Objectives: Arterial blood gas measurements are not always immediately available despite their potential relevance to management of mechanically ventilated patients. Retrospective and prospective studies have validated the non-linear imputation of PaO2/FIO2 from SpO2/FIO2, predominantly in USA. In this study, the objective was to validate the non-linear imputation algorithm among mechanically ventilated patients in the Chinese population.
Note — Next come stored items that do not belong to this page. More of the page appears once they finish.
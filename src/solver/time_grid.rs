//! Sample times of an integration
//!
//! A [`TimeGrid`] is the monotonic sequence of `m` times at which the
//! trajectory is recorded. The first time is the initial time: the initial
//! state is stored as sample 0 and the solver advances from there.

use crate::error::{Result, TrojanError};
use crate::models::FrameModel;
use crate::models::grid::linspace;

/// Samples per orbital period used when none is given
pub const DEFAULT_PRECISION: usize = 100;

/// Strictly increasing, finite sample times \[yr\]
#[derive(Debug, Clone, PartialEq)]
pub struct TimeGrid {
    times: Vec<f64>,
}

impl TimeGrid {
    /// Create from explicit sample times
    ///
    /// # Errors
    ///
    /// [`TrojanError::InvalidConfiguration`] when `times` is empty, contains a
    /// non-finite value or is not strictly increasing.
    pub fn new(times: Vec<f64>) -> Result<Self> {
        if times.is_empty() {
            return Err(TrojanError::config("time grid needs at least one sample"));
        }
        if let Some(t) = times.iter().find(|t| !t.is_finite()) {
            return Err(TrojanError::config(format!("sample time {t} is not finite")));
        }
        if let Some(pair) = times.windows(2).find(|pair| pair[1] <= pair[0]) {
            return Err(TrojanError::config(format!(
                "sample times must be strictly increasing ({} then {})",
                pair[0], pair[1]
            )));
        }

        Ok(Self { times })
    }

    /// `samples` evenly spaced times over `[start, end]`
    pub fn linspace(start: f64, end: f64, samples: usize) -> Result<Self> {
        if samples > 1 && end <= start {
            return Err(TrojanError::config(format!(
                "time span [{start}, {end}] is empty"
            )));
        }
        Self::new(linspace(start, end, samples))
    }

    /// `orbits · precision` evenly spaced times over `[0, orbits · T]`
    pub fn orbits(frame: &FrameModel, orbits: usize, precision: usize) -> Result<Self> {
        if orbits == 0 || precision == 0 {
            return Err(TrojanError::config(format!(
                "need at least one orbit and one sample per orbit, got {orbits} x {precision}"
            )));
        }
        Self::linspace(0.0, orbits as f64 * frame.period(), orbits * precision)
    }

    /// Sample times
    pub fn times(&self) -> &[f64] {
        &self.times
    }

    /// Number of samples `m`
    pub fn len(&self) -> usize {
        self.times.len()
    }

    /// Always false: a grid holds at least one sample
    pub fn is_empty(&self) -> bool {
        self.times.is_empty()
    }

    /// Initial time
    pub fn start(&self) -> f64 {
        self.times[0]
    }

    /// Final time
    pub fn end(&self) -> f64 {
        self.times[self.times.len() - 1]
    }

    /// Integrated span `end - start`
    pub fn span(&self) -> f64 {
        self.end() - self.start()
    }

    /// Consecutive sample intervals `(t_i, t_{i+1})`
    pub fn intervals(&self) -> impl Iterator<Item = (f64, f64)> + '_ {
        self.times.windows(2).map(|pair| (pair[0], pair[1]))
    }
}

// =================================================================================================
// Tests
// =================================================================================================
use lazy_static::lazy_static;
use prometheus::{Counter, Histogram, register_counter, register_histogram};

lazy_static! {
    pub static ref REQUEST_TOTAL: Counter =
        register_counter!("gateway_requests_total", "Total number of requests").unwrap();
    pub static ref AUTH_FAILURES: Counter =
        register_counter!("gateway_auth_failures_total", "Total failed authentications").unwrap();
    pub static ref RATE_LIMITED: Counter =
        register_counter!("gateway_rate_limited_total", "Total rate-limited requests").unwrap();
    pub static ref UPSTREAM_ERRORS: Counter =
        register_counter!("gateway_upstream_errors_total", "Total upstream call failures").unwrap();
    pub static ref REQUEST_LATENCY: Histogram = register_histogram!(
        "gateway_upstream_latency_seconds",
        "Upstream call latency in seconds"
    )
    .unwrap();
}
use axum::Json;
use axum::http::StatusCode;
use axum::response::{IntoResponse, Response};
use serde_json::json;
use thiserror::Error;

use crate::models::ALLOWED_MODELS;

// Everything a request can fail with. Each variant maps to one status code
// and renders as {"detail": <message>}.
#[derive(Debug, Error)]
pub enum ApiError {
    #[error("Authorization header missing")]
    MissingAuthorization,

    #[error("Invalid or expired token")]
    InvalidToken,

    #[error("Rate limit exceeded. Maximum {max_requests} requests per {window_seconds} seconds.")]
    RateLimited {
        max_requests: usize,
        window_seconds: u64,
    },

    #[error("Model '{model}' is not found in the list of models. Allowed models: {:?}", ALLOWED_MODELS)]
    UnknownModel { model: String },

    #[error("temperature must be between 0 and 2")]
    InvalidTemperature,

    // The upstream failure detail is logged server-side, never returned
    #[error("Failed to process request with OpenAI")]
    Upstream,
}

impl ApiError {
    fn status(&self) -> StatusCode {
        match self {
            Self::MissingAuthorization | Self::InvalidToken => StatusCode::UNAUTHORIZED,
            Self::RateLimited { .. } => StatusCode::TOO_MANY_REQUESTS,
            Self::UnknownModel { .. } | Self::InvalidTemperature => StatusCode::BAD_REQUEST,
            Self::Upstream => StatusCode::INTERNAL_SERVER_ERROR,
        }
    }
}

impl IntoResponse for ApiError {
    fn into_response(self) -> Response {
        (self.status(), Json(json!({ "detail": self.to_string() }))).into_response()
    }
}

#[cfg(test)]
mod tests {
    use super::*;

    #[test]
    fn status_codes_match_taxonomy() {
        assert_eq!(ApiError::MissingAuthorization.status(), StatusCode::UNAUTHORIZED);
        assert_eq!(ApiError::InvalidToken.status(), StatusCode::UNAUTHORIZED);
        assert_eq!(
            ApiError::RateLimited { max_requests: 10, window_seconds: 60 }.status(),
            StatusCode::TOO_MANY_REQUESTS
        );
        assert_eq!(
            ApiError::UnknownModel { model: "x".to_string() }.status(),
            StatusCode::BAD_REQUEST
        );
        assert_eq!(ApiError::Upstream.status(), StatusCode::INTERNAL_SERVER_ERROR);
    }

    #[test]
    fn rate_limited_message_echoes_configuration() {
        let err = ApiError::RateLimited { max_requests: 10, window_seconds: 60 };
        assert_eq!(
            err.to_string(),
            "Rate limit exceeded. Maximum 10 requests per 60 seconds."
        );
    }

    #[test]
    fn unknown_model_message_enumerates_allow_list() {
        let err = ApiError::UnknownModel { model: "not-a-real-model".to_string() };
        let message = err.to_string();
        assert!(message.starts_with("Model 'not-a-real-model' is not found in the list of models."));
        for model in ALLOWED_MODELS {
            assert!(message.contains(model), "allow-list entry {model} missing");
        }
    }

    #[test]
    fn upstream_message_is_generic() {
        assert_eq!(ApiError::Upstream.to_string(), "Failed to process request with OpenAI");
    }
}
Method: Mechanically ventilated patients admitted to the emergency departments or ICUs at two participating hospitals in China were enrolled prospectively. At the time of a clinical arterial blood gas being drawn, SpO2, oximeter waveform characteristics, receipt of vasopressor, and skin pigmentation were simultaneously recorded. For the various imputation methods, we calculated both imputation error and the area under the curve for patients meeting criteria for acute respiratory distress syndrome (PaO2/FIO2 ≤ 300) and moderate-severe acute respiratory distress syndrome (PaO2/FIO2 ≤ 150).
Result: We studied 663 arterial blood gases from 646 patients; 177 (26%) arterial blood gases were associated with SpO2 less than or equal to 96%. Non-linear imputation had lower mean absolute error than linear imputation method when SpO2 was less than or equal to 96% (p<0.001). At the PaO2/FiO2 threshold of 300 or less, non-linear imputation AUC (0.90 95% CI 0.85-0/95) was not significantly higher than the AUCs of linear and log-linear imputation methods (0.88 95% CI 0.82-0.94). The same result was shown at the PaO2 /FiO2 threshold of 150 or less. For patients with a threshold SpO2 of 96% or less, AUC analysis yielded similar results between non-linear vs. linear and log-linear imputations.
Conclusions: In this cohort of mechanically ventilated patients, non-linear imputation was not superior to linear and log-linear imputations for patients with SpO2 of 96% or less. All strategies performed similarly in estimating PaO2/FIO2 from SpO2/FIO2.